Another detail you may not realize: Standard home insurance policies don't include flood insurance. If you live in a home within a flood plain and that’s prone to hurricanes (which can drop a ton of rain in a short time period), you may wish to get a separate flood insurance policy for your home. That way you’ll be covered if heavy rains or storm surges cause floods in your local area.

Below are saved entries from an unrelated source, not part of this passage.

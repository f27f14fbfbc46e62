//! Element-wise LRN kernels
//!
//! The window sum itself lives in [`super::window_sum`]; these kernels cover
//! the point-wise stages around it.

/// How `scale^-beta` is evaluated
#[derive(Clone, Copy, Debug, PartialEq, Eq)]
pub enum PowMode {
    /// `f32::powf`
    Exact,
    /// `exp2(exp * log2(base))`, the CUDA `__powf` formulation
    Fast,
}

impl PowMode {
    #[inline(always)]
    fn pow(self, base: f32, exp: f32) -> f32 {
        match self {
            PowMode::Exact => base.powf(exp),
            PowMode::Fast => (exp * base.log2()).exp2(),
        }
    }
}

/// out[i] = x[i]^2
///
/// # Safety
/// - `x` and `out` must be valid for `len` elements
#[inline]
pub unsafe fn square_kernel(x: *const f32, out: *mut f32, len: usize) {
    if len == 0 {
        return;
    }
    let x = std::slice::from_raw_parts(x, len);
    let out = std::slice::from_raw_parts_mut(out, len);
    for (o, &v) in out.iter_mut().zip(x) {
        *o = v * v;
    }
}

/// Forward finish: turns the window sum into `scale` in place and writes `y`
///
/// `scale[i] = k + alpha * scale[i]`, `y[i] = x[i] * scale[i]^-beta`
///
/// # Safety
/// - `x`, `scale` and `y` must be valid for `len` elements
/// - `y` may alias neither `x` nor `scale`
#[inline]
#[allow(clippy::too_many_arguments)]
pub unsafe fn lrn_forward_kernel(
    x: *const f32,
    scale: *mut f32,
    y: *mut f32,
    len: usize,
    k: f32,
    alpha: f32,
    beta: f32,
    pow: PowMode,
) {
    if len == 0 {
        return;
    }
    let x = std::slice::from_raw_parts(x, len);
    let scale = std::slice::from_raw_parts_mut(scale, len);
    let y = std::slice::from_raw_parts_mut(y, len);

    for ((&xi, s), yi) in x.iter().zip(scale.iter_mut()).zip(y.iter_mut()) {
        *s = k + alpha * *s;
        *yi = xi * pow.pow(*s, -beta);
    }
}

/// summand[i] = y[i] * grad_y[i] / scale[i]
///
/// # Safety
/// - all pointers must be valid for `len` elements
#[inline]
pub unsafe fn lrn_backward_summand_kernel(
    y: *const f32,
    grad_y: *const f32,
    scale: *const f32,
    summand: *mut f32,
    len: usize,
) {
    if len == 0 {
        return;
    }
    let y = std::slice::from_raw_parts(y, len);
    let gy = std::slice::from_raw_parts(grad_y, len);
    let scale = std::slice::from_raw_parts(scale, len);
    let summand = std::slice::from_raw_parts_mut(summand, len);

    for (i, out) in summand.iter_mut().enumerate() {
        *out = y[i] * gy[i] / scale[i];
    }
}

/// Backward finish: `gx[i] = gy[i] * scale[i]^-beta - coeff * x[i] * gx[i]`
///
/// `gx` holds the window sum of the summand on entry and the input gradient
/// on return; `coeff` is `2 * alpha * beta`.
///
/// # Safety
/// - all pointers must be valid for `len` elements
#[inline]
#[allow(clippy::too_many_arguments)]
pub unsafe fn lrn_backward_kernel(
    x: *const f32,
    grad_y: *const f32,
    scale: *const f32,
    gx: *mut f32,
    len: usize,
    beta: f32,
    coeff: f32,
    pow: PowMode,
) {
    if len == 0 {
        return;
    }
    let x = std::slice::from_raw_parts(x, len);
    let gy = std::slice::from_raw_parts(grad_y, len);
    let scale = std::slice::from_raw_parts(scale, len);
    let gx = std::slice::from_raw_parts_mut(gx, len);

    for (i, g) in gx.iter_mut().enumerate() {
        *g = gy[i] * pow.pow(scale[i], -beta) - coeff * x[i] * *g;
    }
}

#[cfg(test)]
mod tests {
    use super::*;

    #[test]
    fn test_fast_pow_close_to_exact() {
        for &base in &[0.5f32, 1.0, 2.0, 3.7, 100.0] {
            for &exp in &[-0.75f32, -0.5, -1.0, -2.5] {
                let exact = PowMode::Exact.pow(base, exp);
                let fast = PowMode::Fast.pow(base, exp);
                assert!((exact - fast).abs() <= 1e-5 * exact.abs().max(1.0), "{base}^{exp}");
            }
        }
    }

    #[test]
    fn test_forward_kernel() {
        let x = [1.0f32, -2.0, 3.0];
        let mut scale = [0.0f32, 1.0, 2.0];
        let mut y = [0.0f32; 3];
        unsafe {
            lrn_forward_kernel(
                x.as_ptr(),
                scale.as_mut_ptr(),
                y.as_mut_ptr(),
                3,
                1.0,
                0.5,
                1.0,
                PowMode::Exact,
            );
        }
        assert_eq!(scale, [1.0, 1.5, 2.0]);
        assert!((y[0] - 1.0).abs() < 1e-6);
        assert!((y[1] + 2.0 / 1.5).abs() < 1e-6);
        assert!((y[2] - 1.5).abs() < 1e-6);
    }

    #[test]
    fn test_backward_kernels() {
        let x = [1.0f32, 2.0];
        let y = [0.5f32, 1.0];
        let gy = [1.0f32, -1.0];
        let scale = [2.0f32, 4.0];
        let mut buf = [0.0f32; 2];
        unsafe {
            lrn_backward_summand_kernel(y.as_ptr(), gy.as_ptr(), scale.as_ptr(), buf.as_mut_ptr(), 2);
        }
        assert_eq!(buf, [0.25, -0.25]);

        unsafe {
            lrn_backward_kernel(
                x.as_ptr(),
                gy.as_ptr(),
                scale.as_ptr(),
                buf.as_mut_ptr(),
                2,
                1.0,
                0.5,
                PowMode::Exact,
            );
        }
        // 1 * 2^-1 - 0.5 * 1 * 0.25, -1 * 4^-1 - 0.5 * 2 * -0.25
        assert!((buf[0] - 0.375).abs() < 1e-6);
        assert!((buf[1] - 0.0).abs() < 1e-6);
    }
}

FEMA offers a National Flood Insurance Program and flood insurance is also available in the private insurance market. You’ll have to shop around to determine which policy works best for you, but note: Most flood insurance policies take 30 days to take effect, Patronis says.

Check that you have “additional living expenses” coverage

If your home insurance policy covers “additional living expenses,” this means you'll be covered for expenses such as hotel rooms and restaurant meals should your home become too damaged for you to live in after the storm. Most homeowners’ insurance, condo insurance, and renters’ insurance policies include this type of coverage, but you should double-check before hurricane season starts.

Don’t wait to modify your insurance

The time to purchase additional insurance is ideally before the start of hurricane season and definitely before a storm threatens. Once a hurricane is near, insurance companies won’t take new applications or requests to increase coverage, Patronis says. So purchase your home insurance needs for hurricane season ASAP.

Have a budget for hurricane expenses

Person using hand to remove cash from ATM machine.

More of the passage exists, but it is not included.